Before ship building, Pacific Bridge Company built bridges in both the San Francisco Bay Area and Portland, Oregon. Pacific Bridge Company built 10 bridges over the Willamette River near Portland. To provide stone for project Pacific Bridge Company purchased The McBain Stone Quarry from the estate of James McBain, in Klickitat County, Washington near the Klickitat River in 1922.

==William Henry Gorrill==
In 1869 William Henry Gorrill founded the Pacific Bridge Company. Pacific Bridge Company was incorporated on March 29, 1872. W. H. Gorrill was President; C. F. Lucas was vice-president and C. H. Gorrill was Secretary and Treasurer. William Henry Gorrill was born in 1841. William Henry Gorrill was an Ohio attorney, who was told to go west for his health, due to his tuberculosis and turned from law to building bridges. William came to California in 1870. William Henry Gorrill's wife was Katharine B Gorrill, they had one daughter, Marion H Gorrill and a son William H. Gorrill born in Oakland in 1872. William Henry Gorrill died in 1874. His son William H. became an attorney in Berkeley and for a short time professor at the University of California, Berkeley. William H. died in Berkeley on 20 Dec. 1961.

==Swigert family==
Charles F. Swigert and H. C. Campbell purchased Pacific Bridge Company in the 1890s from William Henry Gorrill. Charles F. Swigert had been working at Pacific Bridge since 1881. Charles F. Swigert became and was President of The Pacific Bridge Company for over 40 years. H. C. Campbell became the Sec. In 1887 Charles F. Swigert and Mr. Campbell built the City and Suburban railway, which they operated until 1905. In 1005 they sold it to the Portland Railway, Light and Power Company. At the time of the sale it had eighty miles of single track. Charles F. Swigert also helped build the Lyle and Goldendale Railroad, later sold to the Northern Pacific Railway. Charles F. Swigert turned the company over to his son Gorill Swigert. Gorill Swigert turned the company over to his son William Swigert. Charles F. Swigert and his wife Rena Bliss Goodnough Swigert had three children: Charles F. Swigert, Jr., was vice president and manager of the Electric Steel Foundry Company; Ernest G., sales manager for Electric Steel Foundry and is married and has two children: Nannie and Ernest G., Jr.; and W. G., a director of the Pacific Bridge Company, and is married and has three children: Phyllis, W. G., Jr., and Juliette. H. C. Campbell built large bridges on the East coast before coming out west. H. C. Campbell was part of The Willamette Iron Bridge Company which failed to build the Willamette Bridge, but became part of the Pacific Bridge Company which built the Willamette Bridge.

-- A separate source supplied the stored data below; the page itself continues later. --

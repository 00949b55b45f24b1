//! Playback side of a call
//!
//! Datagrams arrive on the network context and go straight into the
//! [`PacketQueue`]. Once per period the audio callback calls
//! [`Receiver::pull_frame`], which takes at most one packet and decodes it,
//! or conceals the gap when nothing has arrived.
//!
//! The [`Receiver`] itself (decoder included) lives in the audio callback;
//! everything the network context and the control code touch sits behind a
//! [`ReceiverHandle`].

use parking_lot::Mutex;
use std::sync::atomic::{AtomicBool, AtomicU64, Ordering};
use std::sync::{Arc, Weak};
use tracing::{debug, info, trace, warn};

use crate::audio::buffer::{PacketQueue, PushOutcome, QueueConfig, QueueStats};
use crate::codec::{FrameDecoder, OpusDecoder};
use crate::config::BridgeConfig;
use crate::dump::{Direction, PacketTap};
use crate::error::{CodecError, ProtocolError, Result};
use crate::network::stream::{DatagramStream, ShutdownMode, SubscriptionId};
use crate::protocol::{EncodedPacket, HeaderFormat, PacketHeader};

/// Where the samples of a pulled frame came from
#[derive(Debug, Clone, Copy, PartialEq, Eq)]
pub enum FrameSource {
    /// Decoded from a received packet
    Decoded,
    /// Synthesized by loss concealment, nothing was queued
    Concealed,
    /// Receiver disabled, frame zeroed
    Silence,
}

/// Stream currently feeding the queue
struct Bound {
    stream: Arc<dyn DatagramStream>,
    subscription: SubscriptionId,
}

/// Playout counters
#[derive(Default)]
struct Counters {
    decoded: AtomicU64,
    concealed: AtomicU64,
    silenced: AtomicU64,
    faults: AtomicU64,
    /// Read and thrown away while disabled
    discarded: AtomicU64,
    sequence_gaps: AtomicU64,
}

/// State shared between the audio callback, the network context and control
pub struct ReceiveSide {
    queue: PacketQueue,
    enabled: AtomicBool,
    faulted: AtomicBool,
    /// Bumped on every bind, unbind and shutdown; stale callbacks compare against it
    generation: AtomicU64,
    binding: Mutex<Option<Bound>>,
    tap: Mutex<Option<PacketTap>>,
    counters: Counters,
}

impl ReceiveSide {
    fn new(queue: &QueueConfig) -> Self {
        Self {
            queue: PacketQueue::new(queue),
            enabled: AtomicBool::new(true),
            faulted: AtomicBool::new(false),
            generation: AtomicU64::new(0),
            binding: Mutex::new(None),
            tap: Mutex::new(None),
            counters: Counters::default(),
        }
    }

    /// One datagram is ready on `stream`
    fn on_ready_read(&self, stream: &dyn DatagramStream, generation: u64) {
        if self.generation.load(Ordering::Acquire) != generation {
            trace!("Ignoring datagram notification from an unbound stream");
            return;
        }

        let Some(datagram) = stream.read_datagram() else {
            return;
        };

        // `bind` and `set_enabled` clear the queue under this lock, so a
        // rebind or disable during the read cannot leave this datagram queued
        let outcome = {
            let _binding = self.binding.lock();
            if self.generation.load(Ordering::Acquire) != generation {
                trace!("Dropping datagram read across a rebind");
                return;
            }
            if !self.enabled.load(Ordering::Acquire) {
                self.counters.discarded.fetch_add(1, Ordering::Relaxed);
                return;
            }
            self.queue.push(EncodedPacket::new(datagram.clone()))
        };

        if let Some(tap) = self.tap.lock().as_ref() {
            tap.record(Direction::Remote, &datagram);
        }

        match outcome {
            PushOutcome::Queued => {}
            PushOutcome::Evicted(old) => trace!("Jitter queue full, evicted {} byte packet", old.len()),
            PushOutcome::Rejected(new) => trace!("Jitter queue full, rejected {} byte packet", new.len()),
        }
    }

    fn bind(self: &Arc<Self>, stream: Arc<dyn DatagramStream>) {
        let generation = {
            let mut binding = self.binding.lock();
            let generation = self.generation.fetch_add(1, Ordering::AcqRel) + 1;

            if let Some(previous) = binding.take() {
                previous.stream.disconnect(previous.subscription);
                debug!("Receiver detached from previous stream");
            }

            // Audio from an earlier stream must not leak into this one
            self.queue.clear();
            self.faulted.store(false, Ordering::Release);
            generation
        };

        // Registering may run the callback right away for datagrams already
        // waiting, and the callback takes the binding lock
        let side = Arc::downgrade(self);
        let weak_stream: Weak<dyn DatagramStream> = Arc::downgrade(&stream);
        let subscription = stream.on_ready_read_datagram(Arc::new(move || {
            if let (Some(side), Some(stream)) = (side.upgrade(), weak_stream.upgrade()) {
                side.on_ready_read(stream.as_ref(), generation);
            }
        }));

        let mut binding = self.binding.lock();
        if self.generation.load(Ordering::Acquire) != generation {
            // Rebound or unbound meanwhile
            stream.disconnect(subscription);
            return;
        }
        *binding = Some(Bound { stream, subscription });
        info!("Receiver bound to stream");
    }

    fn unbind(&self) -> Option<Arc<dyn DatagramStream>> {
        let mut binding = self.binding.lock();
        self.generation.fetch_add(1, Ordering::AcqRel);
        binding.take().map(|bound| {
            bound.stream.disconnect(bound.subscription);
            bound.stream
        })
    }

    /// Disabling drops whatever is queued, so re-enabling resumes with live audio
    fn set_enabled(&self, enabled: bool) {
        let _binding = self.binding.lock();
        self.enabled.store(enabled, Ordering::Release);
        if !enabled {
            let dropped = self.queue.clear();
            if dropped > 0 {
                debug!("Receiver disabled, {} queued packets dropped", dropped);
            }
        }
    }

    /// Stop reading from the bound stream. Later calls do nothing.
    fn shutdown(&self) {
        if let Some(stream) = self.unbind() {
            stream.shutdown(ShutdownMode::Read);
            info!("Receiver shut down the read direction");
        }
    }

    /// Protocol fault: drop the connection's read side and everything queued
    fn abort(&self) {
        self.faulted.store(true, Ordering::Release);
        self.shutdown();
        let discarded = self.queue.clear();
        debug!("Read direction aborted, {} queued packets discarded", discarded);
    }
}

impl Drop for ReceiveSide {
    fn drop(&mut self) {
        if let Some(bound) = self.binding.get_mut().take() {
            bound.stream.disconnect(bound.subscription);
        }
    }
}

/// Snapshot of receiver counters
#[derive(Debug, Clone)]
pub struct ReceiverStats {
    pub decoded: u64,
    pub concealed: u64,
    pub silenced: u64,
    pub faults: u64,
    pub discarded: u64,
    pub sequence_gaps: u64,
    pub queue: QueueStats,
}

/// Control handle for a [`Receiver`], usable from any thread
#[derive(Clone)]
pub struct ReceiverHandle {
    side: Arc<ReceiveSide>,
}

impl ReceiverHandle {
    /// Feed the queue from `stream`, detaching from any previous stream
    pub fn bind(&self, stream: Arc<dyn DatagramStream>) {
        self.side.bind(stream);
    }

    /// Detach from the bound stream without shutting it down
    pub fn unbind(&self) {
        if self.side.unbind().is_some() {
            debug!("Receiver unbound");
        }
    }

    /// Shut down the read direction of the bound stream. Idempotent.
    pub fn shutdown(&self) {
        self.side.shutdown();
    }

    pub fn set_enabled(&self, enabled: bool) {
        self.side.set_enabled(enabled);
    }

    pub fn is_enabled(&self) -> bool {
        self.side.enabled.load(Ordering::Acquire)
    }

    pub fn is_bound(&self) -> bool {
        self.side.binding.lock().is_some()
    }

    /// Whether a protocol fault aborted the read direction since the last bind
    pub fn is_faulted(&self) -> bool {
        self.side.faulted.load(Ordering::Acquire)
    }

    /// Record received packets, `None` to stop
    pub fn set_tap(&self, tap: Option<PacketTap>) {
        *self.side.tap.lock() = tap;
    }

    pub fn queue_len(&self) -> usize {
        self.side.queue.len()
    }

    pub fn stats(&self) -> ReceiverStats {
        let counters = &self.side.counters;
        ReceiverStats {
            decoded: counters.decoded.load(Ordering::Relaxed),
            concealed: counters.concealed.load(Ordering::Relaxed),
            silenced: counters.silenced.load(Ordering::Relaxed),
            faults: counters.faults.load(Ordering::Relaxed),
            discarded: counters.discarded.load(Ordering::Relaxed),
            sequence_gaps: counters.sequence_gaps.load(Ordering::Relaxed),
            queue: self.side.queue.stats(),
        }
    }
}

/// Decode path, owned by the audio callback
pub struct Receiver<D: FrameDecoder = OpusDecoder> {
    decoder: D,
    header: HeaderFormat,
    last_sequence: Option<u32>,
    /// Bind generation `last_sequence` belongs to
    sequence_generation: u64,
    side: Arc<ReceiveSide>,
}

impl Receiver<OpusDecoder> {
    /// Opus receiver for the configured rate and queue
    pub fn opus(config: &BridgeConfig) -> Result<Self> {
        let decoder = OpusDecoder::new(config.opus.sample_rate, config.opus.channels, config.opus.frame_size)?
            .with_fec(config.opus.fec);
        Ok(Self::new(decoder, &config.jitter, config.network.header))
    }
}

impl<D: FrameDecoder> Receiver<D> {
    pub fn new(decoder: D, queue: &QueueConfig, header: HeaderFormat) -> Self {
        Self {
            decoder,
            header,
            last_sequence: None,
            sequence_generation: 0,
            side: Arc::new(ReceiveSide::new(queue)),
        }
    }

    pub fn handle(&self) -> ReceiverHandle {
        ReceiverHandle { side: self.side.clone() }
    }

    pub fn frame_size(&self) -> usize {
        self.decoder.frame_size()
    }

    pub fn decoder(&self) -> &D {
        &self.decoder
    }

    /// Fill `out` with the next frame of playback.
    ///
    /// `out` is always completely written, also on error. A packet that
    /// cannot be parsed or decoded aborts the read direction of the bound
    /// stream; later calls conceal until a new stream is bound.
    pub fn pull_frame(&mut self, out: &mut [f32]) -> Result<FrameSource> {
        let expected = self.decoder.frame_size();
        if out.len() != expected {
            out.fill(0.0);
            return Err(CodecError::InvalidFrameSize { expected, actual: out.len() }.into());
        }

        let counters = &self.side.counters;

        if !self.side.enabled.load(Ordering::Acquire) {
            out.fill(0.0);
            counters.silenced.fetch_add(1, Ordering::Relaxed);
            return Ok(FrameSource::Silence);
        }

        // The queue lock is released here, before any codec work
        let packet = self.side.queue.pop_or_none();

        match packet {
            Some(packet) => match self.decode_packet(&packet, out) {
                Ok(()) => {
                    self.side.counters.decoded.fetch_add(1, Ordering::Relaxed);
                    Ok(FrameSource::Decoded)
                }
                Err(e) => {
                    out.fill(0.0);
                    self.side.counters.faults.fetch_add(1, Ordering::Relaxed);
                    warn!("Dropping connection after bad packet: {}", e);
                    self.side.abort();
                    Err(e.into())
                }
            },
            None => {
                if let Err(e) = self.decoder.decode(None, out) {
                    out.fill(0.0);
                    return Err(e.into());
                }
                self.side.counters.concealed.fetch_add(1, Ordering::Relaxed);
                Ok(FrameSource::Concealed)
            }
        }
    }

    fn decode_packet(&mut self, packet: &EncodedPacket, out: &mut [f32]) -> std::result::Result<(), ProtocolError> {
        let (header, payload) = self.header.split(packet.as_bytes())?;
        if payload.is_empty() {
            return Err(ProtocolError::EmptyPayload);
        }

        if let PacketHeader::Sequence(sequence) = header {
            self.track_sequence(sequence);
        }

        self.decoder
            .decode(Some(payload), out)
            .map_err(ProtocolError::Undecodable)?;
        Ok(())
    }

    fn track_sequence(&mut self, sequence: u32) {
        // A new stream starts its own numbering
        let generation = self.side.generation.load(Ordering::Acquire);
        if generation != self.sequence_generation {
            self.sequence_generation = generation;
            self.last_sequence = None;
        }

        if let Some(last) = self.last_sequence {
            let expected = last.wrapping_add(1);
            if sequence != expected {
                debug!("Non-consecutive sequence numbers {} -> {}", last, sequence);
                self.side.counters.sequence_gaps.fetch_add(1, Ordering::Relaxed);
            }
        }
        self.last_sequence = Some(sequence);
    }
}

Philip Hart was President of The Pacific Bridge Company in the 1930s-1940s and was president at the building of the Tacoma Narrows Bridge completed in 1940. Was on United Airlines Flight 6, a DC-3, that crashed landed in water a mile off the coast of Point Reyes, CA while flying from Seattle to San Francisco on November 28, 1938. The DC-3 was in a storm and ran out of fuel. There were five fatalities: the first officer, stewardess, and three passengers including Philip Hart.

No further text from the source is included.